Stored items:

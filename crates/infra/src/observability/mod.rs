//! Tracing initialization
//!
//! One subscriber per process, written to stderr so command output on
//! stdout stays machine-readable.

use std::io;

use ficbridge_domain::{BridgeError, LoggingConfig, Result};
use tracing_subscriber::fmt::format::FmtSpan;
use tracing_subscriber::layer::SubscriberExt;
use tracing_subscriber::util::SubscriberInitExt;
use tracing_subscriber::{fmt, EnvFilter};

/// Build the level filter: `RUST_LOG` when set, else the configured level.
///
/// # Errors
/// `BridgeError::Config` when the configured directive does not parse.
pub fn env_filter(config: &LoggingConfig) -> Result<EnvFilter> {
    if let Ok(filter) = EnvFilter::try_from_default_env() {
        return Ok(filter);
    }

    EnvFilter::try_new(&config.level).map_err(|e| {
        BridgeError::Config(format!("Invalid log level '{}': {e}", config.level))
    })
}

/// Install the global tracing subscriber.
///
/// # Errors
/// `BridgeError::Config` for an invalid level directive,
/// `BridgeError::Internal` when a global subscriber is already installed.
pub fn init_tracing(config: &LoggingConfig) -> Result<()> {
    let filter = env_filter(config)?;
    let registry = tracing_subscriber::registry().with(filter);

    let installed = if config.json {
        registry
            .with(
                fmt::layer()
                    .json()
                    .with_current_span(true)
                    .with_span_list(false)
                    .with_target(true)
                    .with_span_events(FmtSpan::CLOSE)
                    .with_writer(io::stderr),
            )
            .try_init()
    } else {
        registry
            .with(fmt::layer().with_target(true).compact().with_writer(io::stderr))
            .try_init()
    };

    installed.map_err(|e| BridgeError::Internal(format!("Failed to install tracing subscriber: {e}")))
}

#[cfg(test)]
mod tests {


    use super::*;
    use crate::ENV_LOCK;

    #[test]
    fn rejects_invalid_level_directive() {
        let _guard = ENV_LOCK.lock().expect("env mutex poisoned");
        std::env::remove_var("RUST_LOG");

        let config = LoggingConfig { level: "ficbridge=verbose".into(), json: false };

        assert!(matches!(env_filter(&config), Err(BridgeError::Config(_))));
    }

    #[test]
    fn configured_level_is_used_without_rust_log() {
        let _guard = ENV_LOCK.lock().expect("env mutex poisoned");
        std::env::remove_var("RUST_LOG");

        let filter = env_filter(&LoggingConfig::default()).expect("filter");

        assert_eq!(filter.to_string(), "info");
    }

    #[test]
    fn second_install_is_reported() {
        let config = LoggingConfig::default();
        let first = init_tracing(&config);
        let second = init_tracing(&config);

        assert!(first.is_ok() || matches!(first, Err(BridgeError::Internal(_))));
        assert!(matches!(second, Err(BridgeError::Internal(_))));
    }
}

• [EXERCISE INSTRUCTIONS]: Every entry should be output exactly as written, please.

• [EXERCISE OUTPUT]:
filename crates/infra/src/observability/mod.rs
//! Tracing initialization
//!
//! One subscriber per process, written to stderr so command output on
//! stdout stays machine-readable.

use std::io;

use ficbridge_domain::{BridgeError, LoggingConfig, Result};
use tracing_subscriber::fmt::format::FmtSpan;
use tracing_subscriber::layer::SubscriberExt;
use tracing_subscriber::util::SubscriberInitExt;
use tracing_subscriber::{fmt, EnvFilter};

/// Build the level filter: `RUST_LOG` when set, else the configured level.
///
/// # Errors
/// `BridgeError::Config` when the configured directive does not parse.
pub fn env_filter(config: &LoggingConfig) -> Result<EnvFilter> {
    if let Ok(filter) = EnvFilter::try_from_default_env() {
        return Ok(filter);
    }

    EnvFilter::try_new(&config.level).map_err(|e| {
        BridgeError::Config(format!("Invalid log level '{}': {e}", config.level))
    })
}

/// Install the global tracing subscriber.
///
/// # Errors
/// `BridgeError::Config` for an invalid level directive,
/// `BridgeError::Internal` when a global subscriber is already installed.
pub fn init_tracing(config: &LoggingConfig) -> Result<()> {
    let filter = env_filter(config)?;
    let registry = tracing_subscriber::registry().with(filter);

    let installed = if config.json {
        registry
            .with(
                fmt::layer()
                    .json()
                    .with_current_span(true)
                    .with_span_list(false)
                    .with_target(true)
                    .with_span_events(FmtSpan::CLOSE)
                    .with_writer(io::stderr),
            )
            .try_init()
    } else {
        registry
            .with(fmt::layer().with_target(true).compact().with_writer(io::stderr))
            .try_init()
    };

    installed.map_err(|e| BridgeError::Internal(format!("Failed to install tracing subscriber: {e}")))
}

#[cfg(test)]
mod tests {


    use super::*;
    use crate::ENV_LOCK;

    #[test]
    fn rejects_invalid_level_directive() {
        let _guard = ENV_LOCK.lock().expect("env mutex poisoned");
        std::env::remove_var("RUST_LOG");

        let config = LoggingConfig { level: "ficbridge=verbose".into(), json: false };

        assert!(matches!(env_filter(&config), Err(BridgeError::Config(_))));
    }

    #[test]
    fn configured_level_is_used_without_rust_log() {
        let _guard = ENV_LOCK.lock().expect("env mutex poisoned");
        std::env::remove_var("RUST_LOG");

        let filter = env_filter(&LoggingConfig::default()).expect("filter");

        assert_eq!(filter.to_string(), "info");
    }

    #[test]
    fn second_install_is_reported() {
        let config = LoggingConfig::default();
        let first = init_tracing(&config);
        let second = init_tracing(&config);

        assert!(first.is_ok() || matches!(first, Err(BridgeError::Internal(_))));
        assert!(matches!(second, Err(BridgeError::Internal(_))));
    }
}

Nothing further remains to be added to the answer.